MCPConnects, the organization’s newest series launched in late March as the coronavirus epidemic resulted in orders to “Stay at Home,” brings music content to MCP’s community of rockSTARS watching from hospitals and home-care facilities around the world. The newest addition to the series is an interview and performance by soul and R&B singer Allen Stone who lives in Seattle
Singer-songwriter Amos Lee’s segment for MCPConnects will post this coming week. Lee, a long-time supporter of Melodic Caring Project’s work, gave a shout-out during his 2016 livestreamed show to then 7-year-old Maya who had just been diagnosed with kidney cancer. Following the concert, Lee went to the hospital to meet Maya in person, a meeting that had inspired a warm friendship and the song “Little Light” that was included on his most recent album, MY NEW MOON, released last year.
Other artists who have already participated in the new series include Fitz and the Tantrums, American Authors, Mondo Cozmo, Tyrone Wells, Eric Bibb, Eva Holbrook (SHEL), Tim Wilson (Ivan & Alyosha), Ethan Anderson (Massy Ferguson), Brandon Ghorley (The BGP), Rob Drabkin, Haley Johnsen, Lisbeth Scott, Bailen and The T Sisters. New episodes in the series, comprising a short Facetime conversation conducted by MCP founder Levi Ware with an artist, followed by a performance of a song, are posting weekly. Many more segments are in the queue to be posted or will be shot over the coming weeks.
Melodic Caring Project, co-founded by recording artist Levi Ware and his wife Stephanie, first tapped into the array of local concerts in the Seattle area, live streaming artists’ scheduled shows from local clubs to local hospital wards populated by severely ill children they dubbed rockSTARS. During each live broadcast, the artist on stage calls the patients out by name, offering love and support to each child and their families. The organization slowly expanded its dominion to add shows originating from much larger venues—some in other cities—by high profile artists, among them Brandi Carlile, Andra Day, Jools Holland, Coldplay, Hozier, The ROOTS, Lukas Nelson, Black Eyed Peas, Fitz and the Tantrums, Andy Grammar, Jason Mraz, Amos Lee, David Crosby, X Ambassadors, and many others. Since its inception, the organization has impacted the lives of over 15,000 children and family members with personalized concerts viewed from hospital rooms around the world.
Recently, Britain’s National Health Service requested that MCP create original content along the lines of MCPConnects to be shared with its hospital workers and first responders on the front lines of the crisis there as well as another isolated community in need of the magic of music--seniors in nursing and hospice care facilities. Ware is planning to bring these types of segments to senior facilities here in the U.S. as well in the coming months.

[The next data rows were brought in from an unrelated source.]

//! Transfer engine: sharded encrypted upload and retrieval
//!
//! Upload holds at most `concurrency` shards in memory. Shards are submitted
//! in index order to a `FuturesOrdered`, so locators come back in shard order
//! no matter which upload finishes first. The first failure stops new
//! submissions, in-flight uploads are drained, and the locator of every
//! submitted shard is deleted before the error is returned, acknowledged or
//! not.

use futures::stream::{FuturesOrdered, StreamExt};
use secrecy::{ExposeSecret, SecretString};
use shardrop_chunks::{hash_to_hex, ContentHasher, ShardPlan, ShardReader};
use shardrop_core::config::ShardropConfig;
use shardrop_core::{Locator, RetrievalCode, ShardropError, ShardropResult, TransferPhase};
use shardrop_crypto::{
    decrypt_shard, derive_shard_key, encrypt_shard, generate_salt, hash_access_secret,
    salt_to_hex, verify_access_secret, AccessParams, KdfParams, ShardAad, ShardKey,
    FILE_ID_SIZE, SALT_SIZE,
};
use shardrop_storage::{BlobStore, ShardTransport};
use std::path::{Path, PathBuf};
use std::time::Duration;
use tokio::io::{AsyncRead, AsyncWrite, AsyncWriteExt, BufReader, BufWriter};
use tracing::{debug, error, info, warn};

use crate::manifest::{now_secs, FileManifest, MANIFEST_VERSION};
use crate::store::ManifestStore;

/// Buffer to reserve for an in-memory download. `original_size` comes from
/// the manifest store, so the reservation stops at one window of shards and
/// the buffer grows past that as data is verified.
fn initial_capacity(original_size: u64, settings: &TransferSettings) -> usize {
    let window = settings
        .shard_size
        .saturating_mul(settings.concurrency.max(1) as u64);
    usize::try_from(original_size.min(window)).unwrap_or(0)
}

/// Progress callback type (done, total, message)
pub type ProgressFn = Box<dyn Fn(u64, u64, &str) + Send + Sync>;

/// Per-deployment transfer parameters
#[derive(Debug, Clone)]
pub struct TransferSettings {
    /// Plaintext bytes per shard
    pub shard_size: u64,
    /// Shards in flight per transfer
    pub concurrency: usize,
    pub min_password_len: usize,
    /// Lifetime of a committed manifest
    pub ttl: Duration,
    /// PBKDF2 parameters for new uploads
    pub kdf: KdfParams,
    /// Argon2id parameters for new access secrets
    pub access: AccessParams,
    /// Retrieval-code rolls before giving up
    pub code_attempts: u32,
}

impl Default for TransferSettings {
    fn default() -> Self {
        Self::from_config(&ShardropConfig::default())
    }
}

impl TransferSettings {
    pub fn from_config(cfg: &ShardropConfig) -> Self {
        Self {
            shard_size: cfg.transfer.shard_size,
            concurrency: cfg.effective_concurrency(),
            min_password_len: cfg.transfer.min_password_len,
            ttl: Duration::from_secs(cfg.transfer.ttl_secs),
            kdf: KdfParams {
                iterations: cfg.crypto.pbkdf2_iterations,
            },
            access: AccessParams {
                mem_cost_kib: cfg.crypto.argon2_mem_cost_kib,
                time_cost: cfg.crypto.argon2_time_cost,
                parallelism: cfg.crypto.argon2_parallelism,
            },
            code_attempts: cfg.transfer.code_attempts,
        }
    }
}

/// Metadata for an upload whose bytes come from a reader
#[derive(Debug, Clone)]
pub struct UploadSource {
    /// Exact number of bytes the reader will yield
    pub size: u64,
    pub original_name: String,
    pub mime_type: String,
}

/// Result of a committed upload
#[derive(Debug, Clone)]
pub struct UploadReceipt {
    pub code: RetrievalCode,
    pub shards: u64,
    pub bytes: u64,
    pub content_hash: String,
    pub expires_at: u64,
}

/// File metadata restored on retrieval
#[derive(Debug, Clone)]
pub struct RetrievedMeta {
    pub original_name: String,
    /// `original_name` reduced to a safe local base name
    pub safe_name: String,
    pub mime_type: String,
    pub bytes: u64,
    pub shards: u64,
}

/// A fully decrypted and verified file held in memory
#[derive(Debug, Clone)]
pub struct RetrievedFile {
    pub meta: RetrievedMeta,
    pub data: Vec<u8>,
}

/// Tracks the per-transfer state machine and mirrors it to the progress callback.
struct PhaseTracker<'a> {
    phase: TransferPhase,
    progress: Option<&'a ProgressFn>,
}

impl<'a> PhaseTracker<'a> {
    fn new(progress: Option<&'a ProgressFn>) -> Self {
        Self {
            phase: TransferPhase::Idle,
            progress,
        }
    }

    fn advance(&mut self, next: TransferPhase, done: u64, total: u64) {
        if !self.phase.can_advance_to(&next) {
            warn!(from = %self.phase, to = %next, "unexpected transfer phase transition");
        }
        debug!(from = %self.phase, to = %next, "transfer phase");
        self.phase = next;
        self.report(done, total);
    }

    fn report(&self, done: u64, total: u64) {
        if let Some(cb) = self.progress {
            cb(done, total, &self.phase.to_string());
        }
    }

    fn fail(&mut self, err: &ShardropError) {
        if !self.phase.is_terminal() {
            self.advance(TransferPhase::Failed(err.to_string()), 0, 0);
        }
    }
}

fn crypto_task_failed(e: tokio::task::JoinError) -> ShardropError {
    ShardropError::Other(anyhow::anyhow!("crypto task failed: {e}"))
}

/// Derive on the blocking pool; PBKDF2 at 100k rounds is tens of milliseconds.
async fn derive_key_blocking(
    password: &SecretString,
    salt: [u8; SALT_SIZE],
    kdf: KdfParams,
) -> ShardropResult<ShardKey> {
    let password = SecretString::from(password.expose_secret().to_owned());
    tokio::task::spawn_blocking(move || derive_shard_key(&password, &salt, &kdf))
        .await
        .map_err(crypto_task_failed)?
        .map_err(|e| ShardropError::Other(anyhow::anyhow!("key derivation: {e}")))
}

/// Uploads and retrieves sharded encrypted files.
pub struct TransferEngine<S, M> {
    transport: ShardTransport<S>,
    store: M,
    settings: TransferSettings,
}
//! shardrop-chunks: fixed-size sharding and BLAKE3 content hashing
//!
//! # Overview
//! - `fixed`: shard planning (`ceil(len / shard_size)` pieces, never an empty
//!   trailing shard) and a streaming reader that yields one shard at a time
//! - `blake3`: whole-file content hashing, verified after reassembly

pub mod blake3;
pub mod fixed;

// Convenience re-exports for the most common operations
pub use blake3::{hash_bytes, hash_from_hex, hash_to_hex, ContentHasher, Hash};
pub use fixed::{split_slice, ShardPlan, ShardReader};
//! Fixed-size sharding
//!
//! A payload of `L` bytes with shard size `S` becomes `ceil(L / S)` shards:
//! every shard holds exactly `S` bytes except the last, which holds the
//! remainder (`1..=S` bytes). A payload that is an exact multiple of `S` does
//! not get a trailing empty shard, and an empty payload has no valid plan.
//!
//! Shard index order is the only reassembly order.

use std::io;
use std::ops::Range;
use tokio::io::{AsyncRead, AsyncReadExt};

/// Layout of one payload split into fixed-size shards
#[derive(Debug, Clone, Copy, PartialEq, Eq)]
pub struct ShardPlan {
    total_len: u64,
    shard_size: u64,
}

impl ShardPlan {
    /// `None` when either the payload or the shard size is zero.
    pub fn new(total_len: u64, shard_size: u64) -> Option<Self> {
        if total_len == 0 || shard_size == 0 {
            return None;
        }
        Some(Self {
            total_len,
            shard_size,
        })
    }

    pub fn total_len(&self) -> u64 {
        self.total_len
    }

    pub fn shard_size(&self) -> u64 {
        self.shard_size
    }

    /// Number of shards: `ceil(total_len / shard_size)`, always >= 1
    pub fn count(&self) -> u64 {
        self.total_len.div_ceil(self.shard_size)
    }

    /// Byte range of shard `index` within the payload
    pub fn range(&self, index: u64) -> Option<Range<u64>> {
        if index >= self.count() {
            return None;
        }
        let start = index * self.shard_size;
        let end = (start + self.shard_size).min(self.total_len);
        Some(start..end)
    }

    /// Plaintext length of shard `index`
    pub fn len_of(&self, index: u64) -> Option<u64> {
        self.range(index).map(|r| r.end - r.start)
    }

    pub fn ranges(&self) -> impl Iterator<Item = Range<u64>> + '_ {
        (0..self.count()).filter_map(move |i| self.range(i))
    }
}

/// Split an in-memory payload into shard slices.
///
/// Returns an empty list for empty data or a zero shard size.
pub fn split_slice(data: &[u8], shard_size: usize) -> Vec<&[u8]> {
    if shard_size == 0 {
        return vec![];
    }
    data.chunks(shard_size).collect()
}

/// Reads a payload of declared length one shard at a time.
///
/// Holds at most one shard of plaintext. Fails if the source ends early or
/// carries bytes beyond the declared length.
pub struct ShardReader<R> {
    inner: R,
    plan: ShardPlan,
    next: u64,
}

impl<R: AsyncRead + Unpin> ShardReader<R> {
    pub fn new(inner: R, plan: ShardPlan) -> Self {
        Self {
            inner,
            plan,
            next: 0,
        }
    }

    pub fn plan(&self) -> ShardPlan {
        self.plan
    }

    /// Next `(index, plaintext)` pair, or `None` after the last shard.
    pub async fn next_shard(&mut self) -> io::Result<Option<(u64, Vec<u8>)>> {
        let index = self.next;
        let Some(len) = self.plan.len_of(index) else {
            let mut probe = [0u8; 1];
            if self.inner.read(&mut probe).await? > 0 {
                return Err(io::Error::new(
                    io::ErrorKind::InvalidData,
                    format!("source is longer than the declared {} bytes", self.plan.total_len),
                ));
            }
            return Ok(None);
        };

        let len = usize::try_from(len)
            .map_err(|_| io::Error::new(io::ErrorKind::InvalidInput, "shard too large"))?;
        let mut buf = vec![0u8; len];
        self.inner.read_exact(&mut buf).await.map_err(|e| {
            if e.kind() == io::ErrorKind::UnexpectedEof {
                io::Error::new(
                    io::ErrorKind::UnexpectedEof,
                    format!(
                        "source ended inside shard {index} (declared {} bytes)",
                        self.plan.total_len
                    ),
                )
            } else {
                e
            }
        })?;

        self.next += 1;
        tracing::trace!(shard = index, bytes = len, "read shard");
        Ok(Some((index, buf)))
    }
}
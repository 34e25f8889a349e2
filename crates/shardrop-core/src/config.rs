use serde::{Deserialize, Serialize};
use std::path::PathBuf;

use crate::error::{ShardropError, ShardropResult};

/// Largest shard a deployment may configure (512 MiB)
pub const MAX_SHARD_SIZE: u64 = 512 * 1024 * 1024;

/// Floor for the PBKDF2 iteration count accepted from config
pub const MIN_PBKDF2_ITERATIONS: u32 = 10_000;

/// Top-level configuration (loaded from shardrop.toml)
#[derive(Debug, Clone, Default, Serialize, Deserialize)]
#[serde(default)]
pub struct ShardropConfig {
    pub daemon: DaemonConfig,
    pub storage: StorageConfig,
    pub transfer: TransferConfig,
    pub crypto: CryptoConfig,
    pub manifest: ManifestConfig,
}

#[derive(Debug, Clone, Serialize, Deserialize)]
#[serde(default)]
pub struct DaemonConfig {
    /// Prometheus metrics endpoint (default: 127.0.0.1:9100)
    pub metrics_addr: Option<String>,
    /// Log level (default: info)
    pub log_level: String,
    /// Log format: "json" or "text"
    pub log_format: String,
    /// Seconds between expiry sweeps (default: 3600)
    pub sweep_interval_secs: u64,
}

#[derive(Debug, Clone, Serialize, Deserialize)]
#[serde(default)]
pub struct StorageConfig {
    /// Backend kind: "s3", "fs", or "memory"
    pub backend: String,
    /// S3-compatible endpoint
    pub endpoint: String,
    /// S3 region (default: us-east-1)
    pub region: String,
    /// Bucket name
    pub bucket: String,
    /// Root directory for the fs backend
    pub root: PathBuf,
    /// Key prefix under which shard objects are stored
    pub folder: String,
    /// Refuse plaintext HTTP endpoints
    pub enforce_tls: bool,
}

#[derive(Debug, Clone, Serialize, Deserialize)]
#[serde(default)]
pub struct TransferConfig {
    /// Plaintext bytes per shard (default: 10 MiB)
    pub shard_size: u64,
    /// Shards in flight per transfer (1 = strictly sequential)
    pub concurrency: usize,
    /// Attempts per shard upload/fetch before the transfer is aborted
    pub max_attempts: u32,
    /// Fixed delay between attempts, in milliseconds
    pub retry_delay_ms: u64,
    /// Timeout for a single storage request, in seconds
    pub request_timeout_secs: u64,
    /// Minimum password length accepted for uploads
    pub min_password_len: usize,
    /// Lifetime of a shared file, in seconds (default: 24h)
    pub ttl_secs: u64,
    /// Retrieval-code rolls before giving up on a unique code
    pub code_attempts: u32,
}

/// Password-based crypto parameters for new uploads
#[derive(Debug, Clone, Serialize, Deserialize)]
#[serde(default)]
pub struct CryptoConfig {
    /// PBKDF2-HMAC-SHA256 iterations for the shard key
    pub pbkdf2_iterations: u32,
    /// Argon2id memory cost in KiB for the access secret
    pub argon2_mem_cost_kib: u32,
    /// Argon2id time cost for the access secret
    pub argon2_time_cost: u32,
    /// Argon2id parallelism for the access secret
    pub argon2_parallelism: u32,
}

#[derive(Debug, Clone, Serialize, Deserialize)]
#[serde(default)]
pub struct ManifestConfig {
    /// JSON manifest database path
    pub path: PathBuf,
}

impl Default for DaemonConfig {
    fn default() -> Self {
        Self {
            metrics_addr: Some("127.0.0.1:9100".into()),
            log_level: "info".into(),
            log_format: "json".into(),
            sweep_interval_secs: 3600,
        }
    }
}

impl Default for StorageConfig {
    fn default() -> Self {
        Self {
            backend: "s3".into(),
            endpoint: "http://localhost:9000".into(),
            region: "us-east-1".into(),
            bucket: "shardrop".into(),
            root: PathBuf::from("/var/lib/shardrop/blobs"),
            folder: "shards".into(),
            enforce_tls: false,
        }
    }
}

impl Default for TransferConfig {
    fn default() -> Self {
        Self {
            shard_size: 10 * 1024 * 1024,
            concurrency: 1,
            max_attempts: 3,
            retry_delay_ms: 1000,
            request_timeout_secs: 60,
            min_password_len: 8,
            ttl_secs: 24 * 60 * 60,
            code_attempts: 32,
        }
    }
}

impl Default for CryptoConfig {
    fn default() -> Self {
        Self {
            pbkdf2_iterations: 100_000,
            argon2_mem_cost_kib: 19_456,
            argon2_time_cost: 2,
            argon2_parallelism: 1,
        }
    }
}

impl Default for ManifestConfig {
    fn default() -> Self {
        Self {
            path: PathBuf::from("/var/lib/shardrop/manifests.json"),
        }
    }
}

impl ShardropConfig {
    /// Reject values that would make transfers unsafe or impossible.
    pub fn validate(&self) -> ShardropResult<()> {
        let t = &self.transfer;
        if t.shard_size == 0 || t.shard_size > MAX_SHARD_SIZE {
            return Err(ShardropError::Config(format!(
                "transfer.shard_size must be in 1..={MAX_SHARD_SIZE}, got {}",
                t.shard_size
            )));
        }
        if t.max_attempts == 0 {
            return Err(ShardropError::Config(
                "transfer.max_attempts must be at least 1".into(),
            ));
        }
        if t.code_attempts == 0 {
            return Err(ShardropError::Config(
                "transfer.code_attempts must be at least 1".into(),
            ));
        }
        if self.crypto.pbkdf2_iterations < MIN_PBKDF2_ITERATIONS {
            return Err(ShardropError::Config(format!(
                "crypto.pbkdf2_iterations must be at least {MIN_PBKDF2_ITERATIONS}"
            )));
        }
        match self.storage.backend.as_str() {
            "s3" | "fs" | "memory" => {}
            other => {
                return Err(ShardropError::Config(format!(
                    "unknown storage.backend '{other}' (expected s3, fs, or memory)"
                )))
            }
        }
        if !matches!(self.daemon.log_format.as_str(), "json" | "text") {
            tracing::warn!(format = %self.daemon.log_format, "unknown log_format, using text");
        }
        Ok(())
    }

    /// In-flight shard count, clamped to 1..=8
    pub fn effective_concurrency(&self) -> usize {
        self.transfer.concurrency.clamp(1, 8)
    }
}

Melodic Caring Project has essentially brought the outside world directly to children too sick to leave their hospital beds. With live concerts furloughed during the current pandemic, MCP has used its existing technology to service an already captive audience with fresh, original content and now expand their reach to include so many living in isolation the world over. In this time of social distancing that the public at large is experiencing for the first time, there has never been a greater need for the healing power of music.